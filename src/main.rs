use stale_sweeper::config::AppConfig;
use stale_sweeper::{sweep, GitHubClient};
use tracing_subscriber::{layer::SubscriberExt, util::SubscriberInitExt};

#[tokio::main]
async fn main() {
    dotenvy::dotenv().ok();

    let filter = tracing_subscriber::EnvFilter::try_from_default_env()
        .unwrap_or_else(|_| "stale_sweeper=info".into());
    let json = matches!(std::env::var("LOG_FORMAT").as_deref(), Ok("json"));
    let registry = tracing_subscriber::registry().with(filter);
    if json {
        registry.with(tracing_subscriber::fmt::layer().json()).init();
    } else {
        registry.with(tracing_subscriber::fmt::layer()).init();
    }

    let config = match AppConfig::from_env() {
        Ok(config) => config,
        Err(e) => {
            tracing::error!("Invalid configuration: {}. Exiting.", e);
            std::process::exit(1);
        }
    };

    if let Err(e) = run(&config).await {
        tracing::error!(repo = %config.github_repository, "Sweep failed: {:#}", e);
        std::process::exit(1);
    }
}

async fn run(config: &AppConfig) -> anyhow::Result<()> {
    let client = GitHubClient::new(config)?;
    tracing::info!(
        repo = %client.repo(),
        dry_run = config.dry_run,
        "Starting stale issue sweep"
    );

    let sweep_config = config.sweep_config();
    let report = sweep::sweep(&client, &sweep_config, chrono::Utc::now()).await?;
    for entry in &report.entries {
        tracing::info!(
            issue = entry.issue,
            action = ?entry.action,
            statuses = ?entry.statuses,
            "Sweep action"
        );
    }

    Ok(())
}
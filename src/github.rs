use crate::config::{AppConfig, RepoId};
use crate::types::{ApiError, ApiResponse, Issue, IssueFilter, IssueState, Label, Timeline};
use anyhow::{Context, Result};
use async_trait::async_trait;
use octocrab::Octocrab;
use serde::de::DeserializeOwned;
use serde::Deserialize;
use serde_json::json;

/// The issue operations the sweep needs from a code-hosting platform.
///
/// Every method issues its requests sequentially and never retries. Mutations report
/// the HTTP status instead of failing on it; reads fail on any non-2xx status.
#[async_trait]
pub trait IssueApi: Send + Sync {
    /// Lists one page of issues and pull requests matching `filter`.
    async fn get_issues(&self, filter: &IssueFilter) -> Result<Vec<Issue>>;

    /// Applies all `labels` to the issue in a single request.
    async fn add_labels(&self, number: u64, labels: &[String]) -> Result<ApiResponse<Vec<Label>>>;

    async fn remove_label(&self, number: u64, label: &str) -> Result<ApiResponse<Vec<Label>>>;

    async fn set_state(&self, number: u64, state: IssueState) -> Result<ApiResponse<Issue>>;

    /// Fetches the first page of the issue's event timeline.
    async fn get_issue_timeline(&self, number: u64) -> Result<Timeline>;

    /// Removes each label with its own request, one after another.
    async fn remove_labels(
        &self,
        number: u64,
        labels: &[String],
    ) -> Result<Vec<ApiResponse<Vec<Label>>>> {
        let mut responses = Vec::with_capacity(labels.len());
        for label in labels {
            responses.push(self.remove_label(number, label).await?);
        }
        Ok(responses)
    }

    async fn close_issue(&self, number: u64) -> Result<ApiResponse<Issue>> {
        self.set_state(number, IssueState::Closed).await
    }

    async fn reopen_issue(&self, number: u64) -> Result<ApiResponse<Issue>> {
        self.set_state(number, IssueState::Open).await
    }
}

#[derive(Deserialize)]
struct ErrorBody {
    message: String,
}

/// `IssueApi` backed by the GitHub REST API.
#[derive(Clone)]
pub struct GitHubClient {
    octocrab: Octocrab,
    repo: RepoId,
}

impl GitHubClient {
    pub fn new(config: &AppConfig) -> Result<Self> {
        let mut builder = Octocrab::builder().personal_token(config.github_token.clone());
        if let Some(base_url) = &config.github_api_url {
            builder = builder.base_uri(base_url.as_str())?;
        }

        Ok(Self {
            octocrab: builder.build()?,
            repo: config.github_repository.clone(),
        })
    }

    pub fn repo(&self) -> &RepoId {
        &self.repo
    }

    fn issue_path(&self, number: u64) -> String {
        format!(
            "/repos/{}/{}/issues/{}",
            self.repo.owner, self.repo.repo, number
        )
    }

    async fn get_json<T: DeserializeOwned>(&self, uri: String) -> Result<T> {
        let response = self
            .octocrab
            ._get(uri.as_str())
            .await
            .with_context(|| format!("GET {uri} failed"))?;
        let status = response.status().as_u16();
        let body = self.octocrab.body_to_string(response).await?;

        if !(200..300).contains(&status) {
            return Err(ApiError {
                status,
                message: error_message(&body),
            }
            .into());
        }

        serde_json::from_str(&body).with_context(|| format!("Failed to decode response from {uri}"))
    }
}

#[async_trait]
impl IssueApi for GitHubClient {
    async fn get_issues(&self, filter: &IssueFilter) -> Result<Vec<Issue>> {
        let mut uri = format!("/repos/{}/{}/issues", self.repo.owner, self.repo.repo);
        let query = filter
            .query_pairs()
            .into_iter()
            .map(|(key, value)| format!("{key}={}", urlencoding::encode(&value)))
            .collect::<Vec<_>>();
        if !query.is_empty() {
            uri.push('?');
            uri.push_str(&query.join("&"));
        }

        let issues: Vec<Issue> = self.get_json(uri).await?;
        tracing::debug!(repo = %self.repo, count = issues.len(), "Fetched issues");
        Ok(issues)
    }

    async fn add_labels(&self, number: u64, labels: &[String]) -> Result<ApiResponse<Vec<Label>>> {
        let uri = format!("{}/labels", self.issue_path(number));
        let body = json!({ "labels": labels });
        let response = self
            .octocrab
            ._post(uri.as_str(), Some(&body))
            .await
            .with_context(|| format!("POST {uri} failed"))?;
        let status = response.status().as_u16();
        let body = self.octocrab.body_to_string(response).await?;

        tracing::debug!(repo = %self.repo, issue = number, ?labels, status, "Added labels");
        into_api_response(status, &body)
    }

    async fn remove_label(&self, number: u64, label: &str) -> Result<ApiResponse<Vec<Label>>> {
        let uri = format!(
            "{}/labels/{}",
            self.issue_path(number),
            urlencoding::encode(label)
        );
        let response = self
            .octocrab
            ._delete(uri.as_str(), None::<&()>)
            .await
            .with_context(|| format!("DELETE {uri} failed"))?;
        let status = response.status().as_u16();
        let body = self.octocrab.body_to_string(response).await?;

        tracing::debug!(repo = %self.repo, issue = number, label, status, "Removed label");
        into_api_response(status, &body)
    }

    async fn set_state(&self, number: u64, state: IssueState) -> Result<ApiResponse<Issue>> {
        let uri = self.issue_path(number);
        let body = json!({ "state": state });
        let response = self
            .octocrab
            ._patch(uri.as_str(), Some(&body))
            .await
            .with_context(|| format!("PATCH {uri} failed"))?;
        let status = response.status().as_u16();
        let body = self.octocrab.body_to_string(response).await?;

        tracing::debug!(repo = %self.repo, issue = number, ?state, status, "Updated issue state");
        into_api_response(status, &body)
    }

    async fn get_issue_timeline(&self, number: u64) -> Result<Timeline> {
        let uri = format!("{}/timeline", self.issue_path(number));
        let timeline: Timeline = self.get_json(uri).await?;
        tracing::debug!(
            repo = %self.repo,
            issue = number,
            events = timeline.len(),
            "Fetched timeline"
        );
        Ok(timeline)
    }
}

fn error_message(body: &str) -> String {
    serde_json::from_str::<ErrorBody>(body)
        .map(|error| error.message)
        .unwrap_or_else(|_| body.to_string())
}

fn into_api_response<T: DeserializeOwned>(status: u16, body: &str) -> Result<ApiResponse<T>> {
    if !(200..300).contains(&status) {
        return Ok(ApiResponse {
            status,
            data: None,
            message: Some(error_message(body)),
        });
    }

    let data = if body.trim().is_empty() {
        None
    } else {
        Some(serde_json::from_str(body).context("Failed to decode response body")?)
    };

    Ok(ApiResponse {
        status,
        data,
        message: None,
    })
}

::::::::

▸ **REQUIRED WORK**:
Scan the entries and show every line in which the word "Fetched" is found.

▸ **EXPECTED ANSWER**:
        tracing::debug!(repo = %self.repo, count = issues.len(), "Fetched issues");
            "Fetched timeline"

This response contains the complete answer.